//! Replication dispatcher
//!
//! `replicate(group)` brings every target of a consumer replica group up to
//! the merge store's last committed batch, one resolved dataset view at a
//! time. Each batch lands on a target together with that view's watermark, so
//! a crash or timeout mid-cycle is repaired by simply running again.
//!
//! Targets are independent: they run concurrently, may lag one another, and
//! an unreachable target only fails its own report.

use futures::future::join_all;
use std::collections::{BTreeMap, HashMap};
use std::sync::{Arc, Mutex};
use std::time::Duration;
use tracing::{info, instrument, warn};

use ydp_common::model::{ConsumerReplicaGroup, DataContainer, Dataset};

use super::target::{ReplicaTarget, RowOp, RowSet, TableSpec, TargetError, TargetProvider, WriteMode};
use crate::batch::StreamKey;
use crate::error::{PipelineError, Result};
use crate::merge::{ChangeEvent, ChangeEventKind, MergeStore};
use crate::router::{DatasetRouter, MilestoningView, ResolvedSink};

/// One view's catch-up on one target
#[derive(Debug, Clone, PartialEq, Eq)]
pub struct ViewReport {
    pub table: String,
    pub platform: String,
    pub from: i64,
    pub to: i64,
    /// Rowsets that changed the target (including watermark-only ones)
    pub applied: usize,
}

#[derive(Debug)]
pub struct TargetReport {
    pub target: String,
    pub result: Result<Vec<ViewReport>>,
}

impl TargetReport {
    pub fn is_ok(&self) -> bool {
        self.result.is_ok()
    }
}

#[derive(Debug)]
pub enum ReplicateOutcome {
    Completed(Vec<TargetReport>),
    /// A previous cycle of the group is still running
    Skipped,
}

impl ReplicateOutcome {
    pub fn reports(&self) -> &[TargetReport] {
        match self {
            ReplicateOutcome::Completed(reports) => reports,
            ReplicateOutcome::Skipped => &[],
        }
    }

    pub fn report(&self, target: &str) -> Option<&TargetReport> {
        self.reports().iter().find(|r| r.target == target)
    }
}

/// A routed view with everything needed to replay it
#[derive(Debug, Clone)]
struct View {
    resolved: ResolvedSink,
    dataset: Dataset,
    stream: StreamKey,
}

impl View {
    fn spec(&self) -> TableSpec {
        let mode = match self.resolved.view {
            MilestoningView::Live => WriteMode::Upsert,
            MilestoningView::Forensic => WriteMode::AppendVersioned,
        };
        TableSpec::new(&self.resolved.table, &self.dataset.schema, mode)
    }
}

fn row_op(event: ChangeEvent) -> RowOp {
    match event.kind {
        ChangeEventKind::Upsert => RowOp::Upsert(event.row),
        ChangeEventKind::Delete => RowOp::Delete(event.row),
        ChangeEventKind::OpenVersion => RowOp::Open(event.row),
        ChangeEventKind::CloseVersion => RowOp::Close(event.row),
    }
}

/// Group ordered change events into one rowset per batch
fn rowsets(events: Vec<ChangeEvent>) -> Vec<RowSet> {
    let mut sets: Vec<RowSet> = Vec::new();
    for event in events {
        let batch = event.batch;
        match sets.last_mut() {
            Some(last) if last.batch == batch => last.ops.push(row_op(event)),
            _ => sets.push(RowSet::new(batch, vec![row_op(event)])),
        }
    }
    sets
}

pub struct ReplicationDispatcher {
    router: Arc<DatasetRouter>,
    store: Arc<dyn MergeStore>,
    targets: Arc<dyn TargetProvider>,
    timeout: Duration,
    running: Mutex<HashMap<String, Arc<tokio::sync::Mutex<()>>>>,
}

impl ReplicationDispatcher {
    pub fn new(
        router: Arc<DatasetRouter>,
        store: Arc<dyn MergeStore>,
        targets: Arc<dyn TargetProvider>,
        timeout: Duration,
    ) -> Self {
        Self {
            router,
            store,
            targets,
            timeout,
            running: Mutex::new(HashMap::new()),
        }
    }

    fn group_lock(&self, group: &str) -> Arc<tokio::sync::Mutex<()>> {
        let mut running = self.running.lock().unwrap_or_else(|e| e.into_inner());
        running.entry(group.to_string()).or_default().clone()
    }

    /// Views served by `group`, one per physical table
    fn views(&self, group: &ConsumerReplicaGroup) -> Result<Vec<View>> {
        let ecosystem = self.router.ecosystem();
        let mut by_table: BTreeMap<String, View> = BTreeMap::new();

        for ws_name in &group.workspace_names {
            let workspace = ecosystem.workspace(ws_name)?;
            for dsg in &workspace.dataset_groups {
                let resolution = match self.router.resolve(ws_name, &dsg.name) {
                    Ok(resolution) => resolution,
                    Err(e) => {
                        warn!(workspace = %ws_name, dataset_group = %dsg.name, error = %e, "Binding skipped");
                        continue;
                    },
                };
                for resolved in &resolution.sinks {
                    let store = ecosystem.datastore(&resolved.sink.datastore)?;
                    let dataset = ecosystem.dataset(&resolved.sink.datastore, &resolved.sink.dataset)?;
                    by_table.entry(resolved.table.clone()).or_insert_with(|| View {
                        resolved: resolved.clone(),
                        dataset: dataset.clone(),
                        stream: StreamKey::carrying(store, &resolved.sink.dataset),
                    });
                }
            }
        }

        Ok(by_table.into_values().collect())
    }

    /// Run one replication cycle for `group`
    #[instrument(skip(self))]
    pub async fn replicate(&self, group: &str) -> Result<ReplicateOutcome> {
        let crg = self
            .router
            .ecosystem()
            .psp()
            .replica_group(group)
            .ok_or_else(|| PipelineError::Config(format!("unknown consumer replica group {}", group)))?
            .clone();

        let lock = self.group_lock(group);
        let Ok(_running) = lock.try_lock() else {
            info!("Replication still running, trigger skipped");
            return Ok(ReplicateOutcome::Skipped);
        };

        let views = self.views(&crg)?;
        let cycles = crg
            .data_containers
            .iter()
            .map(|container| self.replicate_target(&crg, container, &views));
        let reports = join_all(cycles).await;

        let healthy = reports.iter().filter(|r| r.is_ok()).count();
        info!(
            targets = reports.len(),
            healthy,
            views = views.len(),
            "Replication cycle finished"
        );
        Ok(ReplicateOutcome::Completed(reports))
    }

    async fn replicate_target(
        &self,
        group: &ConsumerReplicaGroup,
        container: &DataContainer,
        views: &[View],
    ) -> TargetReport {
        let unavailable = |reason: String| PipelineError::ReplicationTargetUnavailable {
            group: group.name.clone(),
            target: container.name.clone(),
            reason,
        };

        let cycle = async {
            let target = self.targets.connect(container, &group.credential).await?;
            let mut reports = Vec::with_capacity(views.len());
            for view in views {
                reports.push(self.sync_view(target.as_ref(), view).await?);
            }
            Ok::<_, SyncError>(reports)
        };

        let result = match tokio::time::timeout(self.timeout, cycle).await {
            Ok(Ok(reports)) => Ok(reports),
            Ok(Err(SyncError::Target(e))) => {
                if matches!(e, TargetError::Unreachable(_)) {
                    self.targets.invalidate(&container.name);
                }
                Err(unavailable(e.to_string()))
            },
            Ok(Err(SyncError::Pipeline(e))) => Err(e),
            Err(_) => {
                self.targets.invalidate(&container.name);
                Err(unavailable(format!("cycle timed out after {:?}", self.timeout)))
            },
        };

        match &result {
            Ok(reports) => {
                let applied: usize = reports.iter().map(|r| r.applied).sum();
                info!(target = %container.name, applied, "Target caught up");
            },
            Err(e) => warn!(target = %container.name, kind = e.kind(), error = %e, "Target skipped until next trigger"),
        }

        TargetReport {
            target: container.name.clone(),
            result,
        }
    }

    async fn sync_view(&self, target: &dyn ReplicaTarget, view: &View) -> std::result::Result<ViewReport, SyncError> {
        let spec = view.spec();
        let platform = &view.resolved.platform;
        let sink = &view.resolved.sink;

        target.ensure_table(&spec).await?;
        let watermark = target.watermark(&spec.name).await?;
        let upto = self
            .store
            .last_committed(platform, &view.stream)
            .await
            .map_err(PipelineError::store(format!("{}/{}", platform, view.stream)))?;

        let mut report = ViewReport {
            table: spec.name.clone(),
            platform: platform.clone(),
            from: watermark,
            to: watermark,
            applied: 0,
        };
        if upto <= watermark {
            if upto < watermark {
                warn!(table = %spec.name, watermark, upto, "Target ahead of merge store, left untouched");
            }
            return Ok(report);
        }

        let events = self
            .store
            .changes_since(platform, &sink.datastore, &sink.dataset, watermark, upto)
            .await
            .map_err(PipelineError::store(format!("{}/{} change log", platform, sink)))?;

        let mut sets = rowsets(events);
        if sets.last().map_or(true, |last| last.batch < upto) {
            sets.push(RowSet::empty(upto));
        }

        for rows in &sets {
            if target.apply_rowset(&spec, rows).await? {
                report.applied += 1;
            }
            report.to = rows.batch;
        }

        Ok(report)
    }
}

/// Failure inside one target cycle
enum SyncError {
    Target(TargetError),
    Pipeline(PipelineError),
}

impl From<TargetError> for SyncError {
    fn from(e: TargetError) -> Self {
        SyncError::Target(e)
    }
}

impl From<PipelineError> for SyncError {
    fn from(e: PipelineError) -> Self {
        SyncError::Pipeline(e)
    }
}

How to complete this task:
Filter the records for lines holding the string "TargetReport". Copy each one.

Solution to this problem:
pub struct TargetReport {
impl TargetReport {
    Completed(Vec<TargetReport>),
    pub fn reports(&self) -> &[TargetReport] {
    pub fn report(&self, target: &str) -> Option<&TargetReport> {
    ) -> TargetReport {
        TargetReport {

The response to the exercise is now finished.